We vacuumed, we mopped, we dusted, and we febreezed. Today I was going to get in there and start de-cluttering. I don't have a lot of clutter. Clutter makes me crazy. But I have a little. In our den there is an antique buffet with two small drawers and a big cabinet-thing. The cabinet-thing is full of videos - the drawers are mostly full of junk. So I started going through it and blah - I hate stuff. More specifically, I hate stuff that makes me feel like I should save it when I really don't want to. Stuff like old pictures, and baptism bonnets, and baptism candles, and sonogram pics, and pictures, pictures, pictures....


I am not a scrapbooking mom. I tried to be, once. It didn't last. I got maybe 2 or 3 pages done. I do not like to look through old pictures of the kids. Why? I watch my friends and they seem to love doing this. But it always makes me feel a little melancholy. I think there is a two-fold reason for this.


1) I don't like thinking about the past too much. Not that it was all that awful or anything. It is just that it is over. I look at toddler pictures and before you know it, I am slightly missing the toddler. If I don't look at the pics - I don't miss the toddler because I'm enjoying the teenager. But the pics make me sad, for some reason.


2) I am uncomfortable with a lot of physical baggage. Like boxes of pictures and old dance recital costumes. It is just stuff that sits in a box so that someday it can continue sitting in a box in a closet of one of my kids.

I think I am often guilted into keeping things. What kind of a mom wouldn't want to keep this stuff? Other moms keep this stuff. But truly, I don't want the stuff. I have the kids and that's enough. Stuff that sits in boxes and rests in drawers and on shelves - just sitting there to be looked at occasionally, well, it is like I can somehow feel it in my consciousness - like it is always back there lurking..stuff, stuff, stuff.

And what value does it hold? Well, sentimental value. That is what people say. But time and time again, people lose everything they have (items of worth and items of sentimental value) and then continue on just fine. If this happened to me, I think I would feel cleansed, somehow. I mean, I'm not trivializing disasters or their effects on people - I don't want to go through it and I can only imagine how traumatizing it would be to truly lose everything - I am just thinking abstractly here...just imagining....what it would feel like to be stripped of "your life" and the things that define you only to discover that you still somehow exist; that you still somehow have an identity and an ego and are still "you". I think it must be easier to be ourselves without our things. Not on the surface, maybe, but in reality. As in, what is real and necessary and what is not. When we took our 3-week-vacation in the travel trailer (almost a year ago, now) I was so aware of how little we needed.

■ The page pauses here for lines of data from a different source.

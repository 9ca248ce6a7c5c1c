//! Test Helper Utilities
//!
//! Shared utilities for testing factify-api

#![allow(dead_code)]

pub mod log_capture;
pub mod mock_providers;
pub mod stub_server;

use axum::{
    body::Body,
    http::{Request, Response},
    Router,
};
use factify_api::providers::ProviderSet;
use factify_api::AppState;
use factify_common::Settings;
use http_body_util::BodyExt;
use serde_json::Value;
use tower::util::ServiceExt;

pub use log_capture::{capture_logs, LogCapture};
pub use mock_providers::*;
pub use stub_server::*;

/// Router over the given providers with default settings
pub fn test_app(providers: ProviderSet) -> Router {
    test_app_with(Settings::default(), providers)
}

pub fn test_app_with(settings: Settings, providers: ProviderSet) -> Router {
    factify_api::build_router(AppState::new(settings, providers))
}

pub async fn post_json(app: Router, uri: &str, body: &str) -> Response<Body> {
    app.oneshot(
        Request::builder()
            .method("POST")
            .uri(uri)
            .header("content-type", "application/json")
            .body(Body::from(body.to_string()))
            .unwrap(),
    )
    .await
    .unwrap()
}

pub async fn get(app: Router, uri: &str) -> Response<Body> {
    app.oneshot(Request::builder().uri(uri).body(Body::empty()).unwrap())
        .await
        .unwrap()
}

pub async fn body_json(response: Response<Body>) -> Value {
    let bytes = response.into_body().collect().await.unwrap().to_bytes();
    serde_json::from_slice(&bytes).unwrap()
}

/// Settings with both upstream credentials set and short timeouts
pub fn configured_settings(ai_base_url: &str, fact_check_base_url: &str) -> Settings {
    let mut settings = Settings::default();
    settings.credentials.openai_api_key = Some("sk-test-secret-key".to_string());
    settings.credentials.google_fact_check_api_key = Some("gfc-test-secret-key".to_string());
    settings.ai.base_url = ai_base_url.to_string();
    settings.ai.timeout_seconds = 1;
    settings.fact_check.base_url = fact_check_base_url.to_string();
    settings.fact_check.timeout_seconds = 1;
    settings
}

When I look at toddler pictures of the kids I smile, of course. But there is sadness there, too. And it is sadness that doesn't exist without the photo to invite it in. I do not normally sit around and pine over toddlerhoods past...I normally reside quite happily in the present. Yet looking at photos will do it to me every time - melancholy nostalgia and the occasional regret or two peeking out from the background of an otherwise sunny photo. Taking a trip down memory lane takes me out of the now.



I don't mind sitting around with friends and family saying, "Remember when?..." I am a great story teller and enjoy it a ton. But the memories stirred up by words don't sit in boxes begging you to organize them or store them or put them in books or anything like that. All these photos...how much time would it take to do something with them? More time than I want or have to spare.



Anyway, so I need to get back to purging the den. Videos that no longer work but that entertained Ellie and Joel for hours when they were tots - in the trash. Sonogram pictures? Yes, even those. I can't even tell which baby is which and now I have the real live kid sitting in front of me! Other pictures? In the box, I'm afraid. But I'm not keeping them all. I love digital - pics sitting in a file on my computer don't bother me as much as the pics in the box do.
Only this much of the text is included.